Pull from the data below each line where the word "HashMap" occurs, and copy it.

Saved entries:
* * * * * * * * *

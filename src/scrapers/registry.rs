//! Registry mapping source types to scraper constructors.

use std::collections::HashMap;
use std::sync::Arc;

use super::config::ScraperSettings;
use super::direct::DirectListingScraper;
use super::proxy_rotating::ProxyRotatingScraper;
use super::{LeadScraper, ScrapeError};
use crate::models::SourceConfig;

/// Builds a scraper for one source.
pub type ScraperFactory = Arc<
    dyn Fn(&SourceConfig, &ScraperSettings) -> Result<Box<dyn LeadScraper>, ScrapeError>
        + Send
        + Sync,
>;

/// Explicit table of available scrapers, built once at startup.
#[derive(Clone)]
pub struct ScraperRegistry {
    factories: HashMap<String, ScraperFactory>,
    settings: ScraperSettings,
}

impl ScraperRegistry {
    /// An empty registry.
    pub fn new(settings: ScraperSettings) -> Self {
        Self {
            factories: HashMap::new(),
            settings,
        }
    }

    /// A registry with the built-in scrapers.
    pub fn with_defaults(settings: ScraperSettings) -> Self {
        let mut registry = Self::new(settings);
        registry.register(DirectListingScraper::SOURCE_TYPE, |source, settings| {
            Ok(Box::new(DirectListingScraper::new(source, settings)?))
        });
        registry.register(ProxyRotatingScraper::SOURCE_TYPE, |source, settings| {
            Ok(Box::new(ProxyRotatingScraper::new(source, settings)?))
        });
        registry
    }

    /// Register a constructor, replacing any existing one for the type.
    pub fn register<F>(&mut self, source_type: &str, factory: F)
    where
        F: Fn(&SourceConfig, &ScraperSettings) -> Result<Box<dyn LeadScraper>, ScrapeError>
            + Send
            + Sync
            + 'static,
    {
        self.factories
            .insert(source_type.to_string(), Arc::new(factory));
    }

    pub fn is_registered(&self, source_type: &str) -> bool {
        self.factories.contains_key(source_type)
    }

    /// Registered source types, sorted.
    pub fn source_types(&self) -> Vec<&str> {
        let mut types: Vec<&str> = self.factories.keys().map(String::as_str).collect();
        types.sort_unstable();
        types
    }

    pub fn settings(&self) -> &ScraperSettings {
        &self.settings
    }

    /// Instantiate the scraper for a source.
    pub fn create(&self, source: &SourceConfig) -> Result<Box<dyn LeadScraper>, ScrapeError> {
        let factory = self
            .factories
            .get(&source.source_type)
            .ok_or_else(|| ScrapeError::UnknownSourceType(source.source_type.clone()))?;
        factory(source, &self.settings)
    }
}

#[cfg(test)]
mod tests {
    use super::*;
    use crate::models::{PaginationType, SelectorMap};
    use chrono::Utc;

    fn source(source_type: &str) -> SourceConfig {
        SourceConfig {
            id: 1,
            name: "Registry".into(),
            source_type: source_type.into(),
            base_url: "https://x.test".into(),
            pagination_type: PaginationType::Direct,
            selectors: SelectorMap::new(),
            rate_limit_delay: 1.0,
            proxy_config: None,
            enabled: true,
            created_at: Utc::now(),
            updated_at: Utc::now(),
        }
    }

    #[test]
    fn test_defaults_registered() {
        let registry = ScraperRegistry::with_defaults(ScraperSettings::default());
        assert_eq!(
            registry.source_types(),
            vec!["direct_listing", "proxy_rotating"]
        );

        let scraper = registry.create(&source("direct_listing")).unwrap();
        assert_eq!(scraper.source_type(), "direct_listing");
        let scraper = registry.create(&source("proxy_rotating")).unwrap();
        assert_eq!(scraper.source_type(), "proxy_rotating");
    }

    #[test]
    fn test_unknown_type_rejected() {
        let registry = ScraperRegistry::with_defaults(ScraperSettings::default());
        assert!(matches!(
            registry.create(&source("carrier_pigeon")),
            Err(ScrapeError::UnknownSourceType(t)) if t == "carrier_pigeon"
        ));
        assert!(!registry.is_registered("carrier_pigeon"));
    }
}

* * * * * * * * *

- _Answer for this exercise_:
use std::collections::HashMap;
    factories: HashMap<String, ScraperFactory>,
            factories: HashMap::new(),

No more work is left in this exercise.